Record U.S. natural gas production from the shale revolution is allowing gas utilities to rely on volumes coming directly off a pipeline as opposed to pre-purchasing gas and paying for storage to meet winter demand, analysts with the gas utilities' trade group said in presenting their 2018 winter heating outlook.
Winter 2018-2019 will be slightly warmer than normal but slightly colder than the previous winter in the Lower 48, the American Gas Association's Richard Meyer said Oct. 18 in a Washington, D.C., briefing, citing the National Weather Service. The Northeast, a region of high winter gas demand, will have a cooler winter, in line with multiyear averages, said Meyer, AGA's managing director of energy analysis.
"Gas in storage is well below average, 17% [below]," Meyer said, but the seeming shortfall has yet to spook the commodity markets, and prices have stayed stable around $3/MMBtu because of record U.S. gas production.
The U.S. Energy Information Administration predicted that the benchmark Henry Hub price will be $3.32/MMBtu this winter, AGA Senior Energy Analyst Brendan O'Brien said, 12% higher than last winter but 30% off 2014's $4.53/MMBtu price.
"The market is priced to suggest that it's very well supplied," Meyer said. "In prior years, this would have been a very bullish indicator, the lower-than-average inventories. We have not seen an increase in prices this year."

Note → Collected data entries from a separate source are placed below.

#![deny(bare_trait_objects)]
#![deny(unconditional_recursion)]
#![allow(clippy::float_cmp)]
#![allow(clippy::too_many_arguments)]

//! Constrained Delaunay triangulation of 2D paths.
//!
//! This crate is reexported in [tessera](https://docs.rs/tessera/).
//!
//! ## Overview
//!
//! The most interesting types of this crate are:
//!
//! * [`Triangulator`] - Turns a [`Path`](path::Path) into a triangle mesh.
//! * [`TriangulationOptions`] - Parameters of the triangulation.
//! * [`VertexBuffers`] - The vertex and index buffers the triangles end up in.
//!
//! ## The triangulation pipeline
//!
//! A triangulation call goes through the following stages:
//!
//! 1. Flattening: cubic bézier curves are approximated with line segments (see
//!    [`FlatteningOptions`](geom::FlatteningOptions)).
//! 2. Assembly: the resulting polylines are merged into a planar graph. Identical positions
//!    are collapsed into a single vertex, each sub-path becomes a closed loop of edges.
//! 3. Sweep: a sweep line moving along the x axis triangulates the convex hull of the
//!    vertices with monotone chains, leaving every input edge in the mesh.
//! 4. Refinement: edges that are not part of the input are flipped until every pair of
//!    adjacent triangles satisfies the Delaunay condition.
//! 5. Filtering: triangles are classified by the winding number of the input contours
//!    around their centroid, which is how holes are cut out of the shape.
//!
//! Orientation and in-circle decisions are made with exact predicates, so nearly
//! collinear or nearly cocircular points do not corrupt the mesh.
//!
//! Edges that are vertical in the sweep direction do not produce sweep events. Their end
//! points are still triangulated, but the edge itself is not guaranteed to survive.
//!
//! ## Examples
//!
//! ```
//! use tessera_tessellation::{Triangulator, TriangulationOptions, VertexBuffers};
//! use tessera_tessellation::geometry_builder::simple_builder;
//! use tessera_tessellation::math::{point, Point3D};
//! use tessera_tessellation::path::Path;
//! use tessera_tessellation::path::builder::PathBuilder;
//!
//! let mut builder = Path::builder();
//! builder.begin(point(0.0, 0.0));
//! builder.line_to(point(1.0, 0.0));
//! builder.line_to(point(1.0, 1.0));
//! builder.line_to(point(0.0, 1.0));
//! builder.close();
//! let path = builder.build();
//!
//! let mut buffers: VertexBuffers<Point3D, u32> = VertexBuffers::new();
//! let mut triangulator = Triangulator::new();
//! triangulator
//!     .triangulate_path(
//!         &path,
//!         &TriangulationOptions::default(),
//!         &mut simple_builder(&mut buffers),
//!     )
//!     .unwrap();
//!
//! assert_eq!(buffers.vertices.len(), 4);
//! assert_eq!(buffers.indices.len(), 6);
//! ```

pub use tessera_path as path;

#[cfg(test)]
use tessera_extra as extra;

#[cfg(feature = "serialization")]
#[macro_use]
pub extern crate serde;

/// Forwards to `log::trace!` when logging is enabled on the given object.
macro_rules! tess_log {
    ($obj:ident, $fmt:expr) => (
        if $obj.log {
            log::trace!($fmt);
        }
    );
    ($obj:ident, $fmt:expr, $($arg:tt)*) => (
        if $obj.log {
            log::trace!($fmt, $($arg)*);
        }
    );
}

mod adjacency;
mod assembler;
mod delaunay;
mod error;
mod filter;
pub mod geometry_builder;
mod mesh;
mod monotone;
pub mod pool;
pub mod search;
mod triangulator;

#[cfg(test)]
mod triangulation_tests;

pub use crate::path::geom;
pub use crate::path::math;

#[doc(inline)]
pub use crate::adjacency::Adjacency;
#[doc(inline)]
pub use crate::assembler::{ContourAssembler, PathFlattener};
#[doc(inline)]
pub use crate::delaunay::DelaunayRefiner;
#[doc(inline)]
pub use crate::error::*;
#[doc(inline)]
pub use crate::filter::{winding_number, TriangleFilter};
#[doc(inline)]
pub use crate::geometry_builder::VertexBuffers;
#[doc(inline)]
pub use crate::mesh::{Edge, Mesh};
#[doc(inline)]
pub use crate::monotone::MonotoneTriangulator;
#[doc(inline)]
pub use crate::pool::{Scratch, ScratchPool};
#[doc(inline)]
pub use crate::triangulator::Triangulator;

pub use crate::path::FillRule;

use crate::geom::FlatteningOptions;
use std::fmt;

/// A virtual vertex offset in a mesh.
///
/// Vertex ids index the mesh's vertex list.
#[derive(Copy, Clone, PartialEq, Eq, PartialOrd, Ord, Hash)]
#[cfg_attr(feature = "serialization", derive(Serialize, Deserialize))]
pub struct VertexId(pub u32);

impl VertexId {
    pub const INVALID: VertexId = VertexId(u32::MAX);

    pub fn offset(self) -> u32 {
        self.0
    }

    pub fn to_usize(self) -> usize {
        self.0 as usize
    }

    pub fn from_usize(v: usize) -> Self {
        VertexId(v as u32)
    }
}

impl fmt::Debug for VertexId {
    fn fmt(&self, f: &mut fmt::Formatter) -> fmt::Result {
        write!(f, "#{}", self.0)
    }
}

impl From<u16> for VertexId {
    fn from(v: u16) -> Self {
        VertexId(v as u32)
    }
}

impl From<u32> for VertexId {
    fn from(v: u32) -> Self {
        VertexId(v)
    }
}

impl From<i32> for VertexId {
    fn from(v: i32) -> Self {
        VertexId(v as u32)
    }
}

impl From<VertexId> for u32 {
    fn from(v: VertexId) -> Self {
        v.0
    }
}

impl From<VertexId> for u16 {
    fn from(v: VertexId) -> Self {
        v.0 as u16
    }
}

impl From<VertexId> for usize {
    fn from(v: VertexId) -> Self {
        v.0 as usize
    }
}

/// Parameters for the triangulator.
#[derive(Copy, Clone, Debug, PartialEq)]
#[cfg_attr(feature = "serialization", derive(Serialize, Deserialize))]
#[non_exhaustive]
pub struct TriangulationOptions {
    /// Whether to flip edges until the mesh is a constrained Delaunay triangulation.
    ///
    /// Default value: `true`.
    pub delaunay: bool,

    /// Whether to keep the triangles that are inside of the shape.
    ///
    /// Default value: `true`.
    pub interior: bool,

    /// Whether to keep the triangles that are outside of the shape but inside of the
    /// convex hull of its vertices.
    ///
    /// Default value: `false`.
    pub exterior: bool,

    /// How winding numbers are mapped to inside and outside.
    ///
    /// Default value: `FillRule::EvenOdd`.
    pub fill_rule: FillRule,

    /// Keep exactly the triangles whose winding number is this value.
    ///
    /// Overrides `interior`, `exterior` and `fill_rule` when set.
    ///
    /// Default value: `None`.
    pub winding_target: Option<i32>,

    /// Factor applied to the flattening tolerance. Shapes that are displayed larger need
    /// a finer approximation.
    ///
    /// Must be finite and strictly positive.
    /// Default value: `1.0`.
    pub scale: f32,

    /// How curves are approximated.
    ///
    /// Default value: `FlatteningOptions::DEFAULT`.
    pub flattening: FlatteningOptions,
}

impl TriangulationOptions {
    pub const DEFAULT_FILL_RULE: FillRule = FillRule::EvenOdd;
    pub const DEFAULT_SCALE: f32 = 1.0;

    pub const DEFAULT: Self = TriangulationOptions {
        delaunay: true,
        interior: true,
        exterior: false,
        fill_rule: Self::DEFAULT_FILL_RULE,
        winding_target: None,
        scale: Self::DEFAULT_SCALE,
        flattening: FlatteningOptions::DEFAULT,
    };

    #[inline]
    pub fn tolerance(tolerance: f32) -> Self {
        Self::DEFAULT.with_tolerance(tolerance)
    }

    #[inline]
    pub const fn even_odd() -> Self {
        Self::DEFAULT
    }

    #[inline]
    pub const fn non_zero() -> Self {
        Self::DEFAULT.with_fill_rule(FillRule::NonZero)
    }

    #[inline]
    pub const fn with_tolerance(mut self, tolerance: f32) -> Self {
        self.flattening = self.flattening.with_distance_tolerance(tolerance);
        self
    }

    #[inline]
    pub const fn with_flattening(mut self, flattening: FlatteningOptions) -> Self {
        self.flattening = flattening;
        self
    }

    #[inline]
    pub const fn with_fill_rule(mut self, rule: FillRule) -> Self {
        self.fill_rule = rule;
        self
    }

    #[inline]
    pub const fn with_delaunay(mut self, delaunay: bool) -> Self {
        self.delaunay = delaunay;
        self
    }

    #[inline]
    pub const fn with_interior(mut self, interior: bool) -> Self {
        self.interior = interior;
        self
    }

    #[inline]
    pub const fn with_exterior(mut self, exterior: bool) -> Self {
        self.exterior = exterior;
        self
    }

    #[inline]
    pub const fn with_winding_target(mut self, target: Option<i32>) -> Self {
        self.winding_target = target;
        self
    }

    #[inline]
    pub const fn with_scale(mut self, scale: f32) -> Self {
        self.scale = scale;
        self
    }
}

impl Default for TriangulationOptions {
    fn default() -> Self {
        Self::DEFAULT
    }
}

#[test]
fn options_builders() {
    let options = TriangulationOptions::non_zero()
        .with_tolerance(0.25)
        .with_exterior(true)
        .with_scale(2.0);

    assert_eq!(options.fill_rule, FillRule::NonZero);
    assert_eq!(options.flattening.distance_tolerance, 0.25);
    assert!(options.interior);
    assert!(options.exterior);
    assert!(options.delaunay);
    assert_eq!(options.scale, 2.0);
    assert_eq!(TriangulationOptions::default(), TriangulationOptions::even_odd());
}

#[test]
fn vertex_id_formatting() {
    assert_eq!(format!("{:?}", VertexId(12)), "#12");
    assert_eq!(VertexId::from_usize(3).to_usize(), 3);
    assert!(VertexId(2) < VertexId(10));
}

"I think we're seeing a shift in the overall supply mix," Meyer said. "Supplies in general are robust. It seems to me that we're seeing that supply mix shift maybe away from inventories to flowing gas. Maybe the market is shifting in terms of how it meets peak supply in the winter."
Meyer and O'Brien said gas utilities in high-winter-demand areas such as the Midwest and the Northeast are still using storage as before to create stockpiles, but salt cavern storage in the South is cycling throughout the injection season. Previously, Southern storage behaved like much of the rest of the country: injecting in the spring and summer, drawing down in winter. Now gas moves in and out of storage regardless of the season, AGA Vice President for Policy Analysis Chris McGill said.
Consumers are likely to have lower bills in the coming winter, a survey of AGA's more than 200 member companies said. Three-quarters of the companies surveyed said they expect to bill customers the same amount or less this winter. Only 30% of a consumer's gas utility bill is the commodity cost of natural gas, with rest attributed to storage, distribution, and corporate costs and profit, O'Brien said.
Gas demand peaked on Jan. 1, when 147 Bcf was called for in a day, equivalent to the daily generation capacity of the U.S. electric power industry, Meyer said. More than half of demand that day, 79 Bcf, was from residential and commercial customers, with gas-fired power plants consuming 21%. Exports to Mexico and via LNG vessels accounted of 5% of Jan. 1's peak consumption, AGA said.